Which lines below contain "Toggled"? Pull them out.

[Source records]
##############################

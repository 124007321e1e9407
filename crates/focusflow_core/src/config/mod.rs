use crate::error::AppError;

pub const DEFAULT_TITLE_WIDTH: usize = 42;
pub const MIN_TITLE_WIDTH: usize = 2;

#[derive(Debug, Clone, Copy, Default, PartialEq, Eq)]
pub enum Theme {
    #[default]
    Vivid,
    Plain,
}

impl Theme {
    pub fn from_name(raw: &str) -> Result<Self, AppError> {
        match canonical_theme_name(raw).as_deref() {
            Some("vivid") => Ok(Self::Vivid),
            Some("plain") => Ok(Self::Plain),
            Some(other) => Err(AppError::invalid_input(format!(
                "unknown theme '{other}' (expected vivid or plain)"
            ))),
            None => Err(AppError::invalid_input("theme cannot be empty")),
        }
    }

    pub fn palette(self) -> Palette {
        match self {
            Self::Vivid => Palette::vivid(),
            Self::Plain => Palette::plain(),
        }
    }
}

pub fn canonical_theme_name(raw: &str) -> Option<String> {
    let mut cleaned = String::new();
    let mut previous_underscore = false;

    for ch in raw.chars() {
        if ch.is_ascii_alphanumeric() {
            cleaned.push(ch.to_ascii_lowercase());
            previous_underscore = false;
        } else if !previous_underscore && !cleaned.is_empty() {
            cleaned.push('_');
            previous_underscore = true;
        }
    }

    let trimmed = cleaned.trim_matches('_');
    if trimmed.is_empty() {
        return None;
    }

    match trimmed {
        "default" | "color" | "colour" => Some("vivid".to_string()),
        "none" | "mono" | "no_color" | "nocolor" => Some("plain".to_string()),
        other => Some(other.to_string()),
    }
}

/// ANSI escape sequences used by the screen; every field is empty for the plain theme.
#[derive(Debug, Clone, PartialEq, Eq)]
pub struct Palette {
    pub reset: &'static str,
    pub bold: &'static str,
    pub faint: &'static str,
    pub red: &'static str,
    pub green: &'static str,
    pub yellow: &'static str,
    pub blue: &'static str,
    pub magenta: &'static str,
    pub cyan: &'static str,
    pub gray: &'static str,
    pub clear_screen: &'static str,
}

impl Palette {
    pub fn vivid() -> Self {
        Self {
            reset: "\x1b[0m",
            bold: "\x1b[1m",
            faint: "\x1b[2m",
            red: "\x1b[31m",
            green: "\x1b[32m",
            yellow: "\x1b[33m",
            blue: "\x1b[34m",
            magenta: "\x1b[35m",
            cyan: "\x1b[36m",
            gray: "\x1b[90m",
            clear_screen: "\x1b[H\x1b[2J",
        }
    }

    pub fn plain() -> Self {
        Self {
            reset: "",
            bold: "",
            faint: "",
            red: "",
            green: "",
            yellow: "",
            blue: "",
            magenta: "",
            cyan: "",
            gray: "",
            clear_screen: "",
        }
    }

    pub fn paint(&self, code: &str, text: &str) -> String {
        if code.is_empty() {
            text.to_string()
        } else {
            format!("{}{}{}", code, text, self.reset)
        }
    }
}

#[derive(Debug, Clone, PartialEq, Eq)]
pub struct Config {
    pub theme: Theme,
    pub title_width: usize,
}

impl Default for Config {
    fn default() -> Self {
        Self {
            theme: Theme::default(),
            title_width: DEFAULT_TITLE_WIDTH,
        }
    }
}

impl Config {
    pub fn new(theme: Theme, title_width: usize) -> Result<Self, AppError> {
        if title_width < MIN_TITLE_WIDTH {
            return Err(AppError::invalid_input(format!(
                "title width must be at least {MIN_TITLE_WIDTH}"
            )));
        }
        Ok(Self { theme, title_width })
    }

    pub fn palette(&self) -> Palette {
        self.theme.palette()
    }
}
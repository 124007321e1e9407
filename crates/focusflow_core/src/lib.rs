pub mod config;
pub mod error;
pub mod model;
pub mod task_list;
pub mod text;
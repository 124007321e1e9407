use crate::error::AppError;
use crate::model::{Task, TaskStatus};
use time::OffsetDateTime;

/// Result of flipping a task's completion state.
#[derive(Debug, Clone, PartialEq, Eq)]
pub struct Toggled {
    /// Title as it was before the flip.
    pub title: String,
    pub completed: bool,
}

/// Ordered, in-memory checklist addressed by position.
#[derive(Debug, Default, Clone, PartialEq, Eq)]
pub struct TaskList {
    tasks: Vec<Task>,
}

pub fn local_now() -> OffsetDateTime {
    OffsetDateTime::now_local().unwrap_or_else(|_| OffsetDateTime::now_utc())
}

impl TaskList {
    pub fn new() -> Self {
        Self::default()
    }

    pub fn tasks(&self) -> &[Task] {
        &self.tasks
    }

    pub fn len(&self) -> usize {
        self.tasks.len()
    }

    pub fn is_empty(&self) -> bool {
        self.tasks.is_empty()
    }

    pub fn add(&mut self, title: &str) -> Result<&Task, AppError> {
        self.add_at(title, local_now())
    }

    fn add_at(&mut self, title: &str, now: OffsetDateTime) -> Result<&Task, AppError> {
        let trimmed = title.trim();
        if trimmed.is_empty() {
            return Err(AppError::invalid_input("title is required"));
        }

        self.tasks.push(Task::new(trimmed.to_string(), now));
        let last = self.tasks.len() - 1;
        Ok(&self.tasks[last])
    }

    pub fn toggle(&mut self, index: usize) -> Result<Toggled, AppError> {
        self.toggle_at(index, local_now())
    }

    fn toggle_at(&mut self, index: usize, now: OffsetDateTime) -> Result<Toggled, AppError> {
        self.check_index(index)?;

        let task = &mut self.tasks[index];
        let title = task.title.clone();
        task.status = match task.status {
            TaskStatus::Pending => TaskStatus::Completed { at: now },
            TaskStatus::Completed { .. } => TaskStatus::Pending,
        };

        Ok(Toggled {
            title,
            completed: task.is_completed(),
        })
    }

    pub fn delete(&mut self, index: usize) -> Result<Task, AppError> {
        self.check_index(index)?;
        Ok(self.tasks.remove(index))
    }

    /// Drops every completed task, keeping the rest in order. Returns how many were removed.
    pub fn clear_completed(&mut self) -> usize {
        let before = self.tasks.len();
        self.tasks.retain(|task| !task.is_completed());
        before - self.tasks.len()
    }

    /// Turns a user-typed 1-based task number into a 0-based position.
    pub fn parse_index(&self, raw: &str) -> Result<usize, AppError> {
        let number: i64 = raw
            .trim()
            .parse()
            .map_err(|_| AppError::invalid_input("please type a valid number"))?;

        if number < 1 || number > self.tasks.len() as i64 {
            return Err(self.range_error());
        }

        Ok((number - 1) as usize)
    }

    fn check_index(&self, index: usize) -> Result<(), AppError> {
        if index >= self.tasks.len() {
            return Err(self.range_error());
        }
        Ok(())
    }

    fn range_error(&self) -> AppError {
        AppError::invalid_input(format!("pick between 1 and {}", self.tasks.len()))
    }
}
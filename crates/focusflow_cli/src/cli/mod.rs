use clap::{Parser, ValueEnum};
use focusflow_core::config::{Config, DEFAULT_TITLE_WIDTH, Theme};
use focusflow_core::error::AppError;
use tracing::level_filters::LevelFilter;

#[derive(Parser, Debug)]
#[command(author, version, about = "Interactive terminal checklist", long_about = None)]
pub struct Cli {
    /// Color theme: vivid or plain
    ///
    /// Example: focusflow --theme plain
    #[arg(long, value_name = "NAME", default_value = "vivid", value_parser = parse_theme)]
    pub theme: Theme,

    /// Maximum characters shown in the Task column
    #[arg(long, value_name = "N", default_value_t = DEFAULT_TITLE_WIDTH)]
    pub title_width: usize,

    /// Diagnostics level, written to stderr
    #[arg(long, value_enum, value_name = "LEVEL", default_value_t = LogLevel::Off)]
    pub log_level: LogLevel,
}

#[derive(ValueEnum, Debug, Clone, Copy, PartialEq, Eq)]
pub enum LogLevel {
    Off,
    Error,
    Warn,
    Info,
    Debug,
    Trace,
}

impl LogLevel {
    pub fn filter(self) -> LevelFilter {
        match self {
            Self::Off => LevelFilter::OFF,
            Self::Error => LevelFilter::ERROR,
            Self::Warn => LevelFilter::WARN,
            Self::Info => LevelFilter::INFO,
            Self::Debug => LevelFilter::DEBUG,
            Self::Trace => LevelFilter::TRACE,
        }
    }
}

impl Cli {
    pub fn config(&self) -> Result<Config, AppError> {
        Config::new(self.theme, self.title_width)
    }
}

fn parse_theme(raw: &str) -> Result<Theme, String> {
    Theme::from_name(raw).map_err(|err| err.message().to_string())
}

##############################

RESULT BELOW
pub struct Toggled {
    pub fn toggle(&mut self, index: usize) -> Result<Toggled, AppError> {
    fn toggle_at(&mut self, index: usize, now: OffsetDateTime) -> Result<Toggled, AppError> {
        Ok(Toggled {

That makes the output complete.